Szelag: „Katowice. Das ist mein größter Erfolg in 23 Jahren. Ich wollte immer etwas Unentdecktes auf den Markt bringen. Ich bin dort in der Nähe aufgewachsen und es war eine schmutzige Industriestadt. Heute ist es eine grüne Oase! Überall gibt es Parks, Schaubergwerke, Brauereien, Musiktheater, eine Bergbausiedlung aus dem 18. Jahrhundert und rundherum Wälder. Und ein riesiges Hotelangebot. In fünf Stunden ist man von Österreich dort, mit dem Zug oder mit dem Auto. Gemeinsam mit Yvette Polasek von Czech Tourism haben wir eine Pressereise nach Ostrava und Katowice organisiert. Mit den ÖBB nach Ostrava, wo wir einen Tag und eine Nacht blieben, dann mit dem Bus nach Katowice und wieder mit dem Zug zurück. Ich habe dann überall erzählt, wie toll es dort ist. Drei Jahre hat es gedauert, dann hat sich Sabtours für Katowice interessiert. Im August kommt die erste Gruppe, mit einem Bus, der ganz mit Polen gebrandet ist.“

T.A.I.: Welche Tipps außer Katowice haben Sie noch? Wie sieht es z. B. mit Kraków aus?

Szelag: „Kraków ist ausgebucht wie Barcelona. Meine Tipps sind deshalb Breslau/Wroclaw und Niederschlesien mit seinen Schlössern und Palästen. In dreieinhalb Stunden ist man mit dem Auto dort. Oder die kleinen Masuren mit dem Lebuser Land/Ziemia Lubuska an der Grenze zu Deutschland. Die deutsche Sprache ist in dieser Region kein Problem. Dort kann man auf Urlaub gehen und zwei Wochen bleiben, mit Natur pur, Seen und Wäldern. Es gibt auch Spuren vom Zweiten Weltkrieg mit zahlreichen Bunkeranlagen. Wohnen kann man vom 4-Sterne Schloss bis zur kleinen Pension oder in Agrotourismus-Betrieben. Mit dem Auto ist man in vereinhalb bis fünfeinhalb Stunden dort oder mit der Bahn im Nightjet. Auch die Masuren insgesamt und Ostpommern sind tolle Plätze. Urlaub in Polen hat man in Österreich noch nicht wirklich entdeckt.“

T.A.I.: Was ist Ihr persönlicher Geheimtipp?

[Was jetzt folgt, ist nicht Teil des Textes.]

//! Adapter that stores window counters, blocklist entries and the violation ledger.
//!
//! Two implementations exist: a durable one shared between process instances
//! and a volatile in-process one. The decision engine only ever talks to this
//! trait and must not care which one it got.
//!
//! Expiry is always checked at read time: an elapsed window, an expired block
//! or a violation older than the retention period is never returned, whether
//! or not it has been physically purged yet.

use async_trait::async_trait;
use serde::Serialize;
use serde_with::skip_serializing_none;
use std::fmt::Debug;
use std::time::Duration;

use crate::policy::Policy;
use crate::prelude::*;

/// Counter of a single (identity, endpoint) window
#[skip_serializing_none]
#[derive(Debug, Clone, PartialEq, Eq, Serialize)]
#[serde(rename_all = "camelCase")]
pub struct WindowRecord {
	pub identity: Box<str>,
	pub endpoint: Box<str>,
	/// Requests counted in this window. Saturates at `max_requests + 1` once
	/// the window is exhausted.
	pub count: u32,
	pub window_start: Timestamp,
	pub window_end: Timestamp,
	/// Set by the request that pushed the window over its ceiling. Until it
	/// passes, further requests over the ceiling are denied without being
	/// recorded as new violations.
	pub penalty_until: Option<Timestamp>,
	/// Expiry of an active block on this key, if any
	pub blocked_until: Option<Timestamp>,
}

impl WindowRecord {
	/// A window is live until `now` passes its end
	pub fn is_live(&self, now: Timestamp) -> bool {
		self.window_start <= now && now <= self.window_end
	}

	pub fn is_stale(&self, now: Timestamp) -> bool {
		now > self.window_end
	}

	/// An earlier request already opened a violation on this window
	pub fn is_penalized(&self, now: Timestamp) -> bool {
		self.penalty_until.is_some_and(|until| now < until)
	}
}

/// Outcome of an atomic check-and-count on a window
#[derive(Debug, Clone, PartialEq, Eq)]
pub enum WindowHit {
	/// No live window existed; a new one was started with count 1
	Started(WindowRecord),
	/// The live window had room; its count was incremented
	Counted(WindowRecord),
	/// The live window was already at its ceiling and this request opens a
	/// violation
	Exceeded(WindowRecord),
	/// The live window was already at its ceiling and an earlier request
	/// opened the violation
	Saturated(WindowRecord),
}

impl WindowHit {
	pub fn record(&self) -> &WindowRecord {
		match self {
			WindowHit::Started(rec)
			| WindowHit::Counted(rec)
			| WindowHit::Exceeded(rec)
			| WindowHit::Saturated(rec) => rec,
		}
	}

	/// The request was over the ceiling, whether or not it opened a violation
	pub fn is_over_limit(&self) -> bool {
		matches!(self, WindowHit::Exceeded(_) | WindowHit::Saturated(_))
	}
}

/// Pure window transition shared by the adapters: what a hit at `now` does
/// to the current record of a key.
///
/// Only one request per exhausted window opens a violation: the one crossing
/// the ceiling, or the first one after its penalty ran out.
pub fn apply_hit(
	current: Option<&WindowRecord>,
	identity: &str,
	policy: &Policy,
	now: Timestamp,
) -> WindowHit {
	match current {
		Some(rec) if !rec.is_stale(now) => {
			if rec.count >= policy.max_requests {
				let mut rec = rec.clone();
				rec.count = policy.max_requests.saturating_add(1);
				if rec.is_penalized(now) {
					WindowHit::Saturated(rec)
				} else {
					rec.penalty_until = Some(now + policy.base_block);
					WindowHit::Exceeded(rec)
				}
			} else {
				let mut rec = rec.clone();
				rec.count += 1;
				WindowHit::Counted(rec)
			}
		}
		_ => WindowHit::Started(WindowRecord {
			identity: identity.into(),
			endpoint: policy.endpoint.clone(),
			count: 1,
			window_start: now,
			window_end: now + policy.window,
			penalty_until: None,
			blocked_until: None,
		}),
	}
}

/// Time-bounded deny rule
#[skip_serializing_none]
#[derive(Debug, Clone, PartialEq, Eq, Serialize)]
#[serde(rename_all = "camelCase")]
pub struct BlockEntry {
	pub identity: Box<str>,
	/// `None` blocks every endpoint of the identity
	pub endpoint: Option<Box<str>>,
	pub blocked_until: Timestamp,
	pub reason: Box<str>,
	pub created_at: Timestamp,
}

impl BlockEntry {
	pub fn is_active(&self, now: Timestamp) -> bool {
		now < self.blocked_until
	}

	pub fn is_wildcard(&self) -> bool {
		self.endpoint.is_none()
	}

	/// Time until the block expires, zero once expired
	pub fn remaining(&self, now: Timestamp) -> Duration {
		self.blocked_until.remaining_from(now)
	}

	/// Endpoint column value, with the wildcard spelled out
	pub fn endpoint_key(&self) -> &str {
		self.endpoint.as_deref().unwrap_or(WILDCARD_ENDPOINT)
	}

	pub fn matches(&self, identity: &str, endpoint: &str) -> bool {
		self.identity.as_ref() == identity
			&& self.endpoint.as_deref().is_none_or(|ep| ep == endpoint)
	}
}

/// Pick the authoritative active block among candidates.
///
/// The block expiring last wins, so the reported expiry is the moment the
/// key is free again. On equal expiry the wildcard block is reported.
pub fn select_block<'a>(
	candidates: impl IntoIterator<Item = &'a BlockEntry>,
	now: Timestamp,
) -> Option<&'a BlockEntry> {
	candidates
		.into_iter()
		.filter(|b| b.is_active(now))
		.max_by_key(|b| (b.blocked_until, b.is_wildcard()))
}

/// Merge a new block into the stored one of the same key. An active block
/// is only ever extended, never shortened.
pub fn merge_block(existing: Option<&BlockEntry>, new: &BlockEntry) -> BlockEntry {
	match existing {
		Some(existing) if existing.blocked_until >= new.blocked_until => existing.clone(),
		_ => new.clone(),
	}
}

/// A single recorded violation
#[derive(Debug, Clone, PartialEq, Eq, Serialize)]
#[serde(rename_all = "camelCase")]
pub struct Violation {
	pub endpoint: Box<str>,
	pub requests_count: u32,
	pub block_duration_ms: i64,
	pub created_at: Timestamp,
}

/// Violations of an identity within the retention period, oldest first
#[derive(Debug, Clone, Default, PartialEq, Eq, Serialize)]
pub struct ViolationRecord {
	pub identity: Box<str>,
	pub violations: Vec<Violation>,
}

impl ViolationRecord {
	pub fn count(&self) -> u32 {
		u32::try_from(self.violations.len()).unwrap_or(u32::MAX)
	}

	pub fn timestamps(&self) -> impl Iterator<Item = Timestamp> + '_ {
		self.violations.iter().map(|v| v.created_at)
	}
}

/// Data of a violation to record
#[derive(Debug, Clone, Copy)]
pub struct NewViolation<'a> {
	pub identity: &'a str,
	pub endpoint: &'a str,
	/// Requests counted in the window that was exceeded
	pub requests_count: u32,
	/// Base block of the exceeded policy
	pub base_block: Duration,
}

/// Result of recording a violation
#[derive(Debug, Clone, Copy, PartialEq, Eq)]
pub struct ViolationOutcome {
	/// Violations of the identity in the retention period before this one
	pub prior: u32,
	/// Escalated block duration for this violation
	pub block_duration: Duration,
}

/// Start of the retention period ending at `now`; violations at or before it
/// no longer count
pub fn retention_cutoff(now: Timestamp) -> Timestamp {
	now - crate::policy::VIOLATION_RETENTION
}

/// Number of records removed by a purge
#[derive(Debug, Clone, Copy, Default, PartialEq, Eq, Serialize)]
pub struct PurgeStats {
	pub windows: u64,
	pub blocks: u64,
	pub violations: u64,
}

impl PurgeStats {
	pub fn total(&self) -> u64 {
		self.windows + self.blocks + self.violations
	}
}

#[async_trait]
pub trait RateLimitAdapter: Debug + Send + Sync {
	// Window counters
	//*****************

	/// Read the live window of a key
	async fn read_window(
		&self,
		identity: &str,
		endpoint: &str,
		now: Timestamp,
	) -> WdResult<Option<WindowRecord>>;

	/// Start a new window with count 1, superseding any previous one
	async fn start_window(
		&self,
		identity: &str,
		endpoint: &str,
		window: Duration,
		now: Timestamp,
	) -> WdResult<WindowRecord>;

	/// Increment the count of the live window. Fails with `Error::NotFound`
	/// if there is no live window.
	async fn increment_window(
		&self,
		identity: &str,
		endpoint: &str,
		now: Timestamp,
	) -> WdResult<u32>;

	/// Atomically check a key against its policy and count the request.
	/// Must not lose updates under concurrent calls for the same key.
	async fn hit_window(
		&self,
		identity: &str,
		policy: &Policy,
		now: Timestamp,
	) -> WdResult<WindowHit>;

	/// Remove elapsed windows that have no active block
	async fn purge_windows(&self, now: Timestamp) -> WdResult<u64>;

	// Blocklist
	//***********

	/// Read the authoritative active block for a key, wildcard blocks included
	async fn read_block(
		&self,
		identity: &str,
		endpoint: &str,
		now: Timestamp,
	) -> WdResult<Option<BlockEntry>>;

	/// Insert the block of `(identity, endpoint)`, or extend the stored one.
	/// A stored block expiring later is kept. Returns the block now in effect.
	async fn upsert_block(&self, block: &BlockEntry) -> WdResult<BlockEntry>;

	/// Delete the block of `(identity, endpoint)`; `None` deletes every block
	/// of the identity
	async fn delete_block(&self, identity: &str, endpoint: Option<&str>) -> WdResult<()>;

	/// List active blocks
	async fn list_blocks(&self, now: Timestamp) -> WdResult<Vec<BlockEntry>>;

	/// Remove expired blocks
	async fn purge_blocks(&self, now: Timestamp) -> WdResult<u64>;

	// Violation ledger
	//******************

	/// Append a violation and return the number of prior violations within
	/// the retention period together with the escalated block duration
	async fn record_violation(
		&self,
		violation: &NewViolation<'_>,
		now: Timestamp,
	) -> WdResult<ViolationOutcome>;

	/// Read the violations of an identity within the retention period
	async fn read_violations(&self, identity: &str, now: Timestamp) -> WdResult<ViolationRecord>;

	/// Remove violations older than the retention period
	async fn purge_violations(&self, now: Timestamp) -> WdResult<u64>;
}


// vim: ts=4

Szelag: „Rogów in der Nähe von Kolberg/Kołobrzeg in Westpommern an der Ostseeküste. Es handelt sich um ein ehemaliges kleines Fischerdorf. Später wurde es zum Militärgebiet. Heute kann man dort in einer ehemaligen Kaserne übernachten, deren Gebäude zu Hotels umgebaut wurden, mit vielen Sport- und Freizeitaktivitäten. Es gibt einen 12 Kilometer langen Strand – es ist Polen, das man gesehen haben muss!“ 

Kurzportrait Wlodzimierz Szelag

Wlodzimierz Szelag ist in Czestochowa (ca. 80 km von Katowice entfernt) geboren, studierte an der „Szkoła Główna Handlowa w Warszawie“ mit Schwerpunkt Außenhandel sowie an der Internationalen Hochschule für Wirtschaft in Moskau. Seine berufliche Karriere startete Szelag in der Lebensmittelbranche (Verkauf von 10.000 Tonnen Pilzen aus Polen nach Österreich, in die Schweiz und nach Deutschland). 1991 wurde er Handelsattaché an der Polnischen Botschaft in Österreich, 1996 Direktor des neu aufzubauenden Polnischen Fremdenverkehrsamtes in Wien. Wlodzimierz Szelag ist verheiratet und Vater von zwei erwachsenen Töchtern. Er ist Mitglied des Vorstands im Corps Touristique Austria und der Internationalen Chopin Gesellschaft.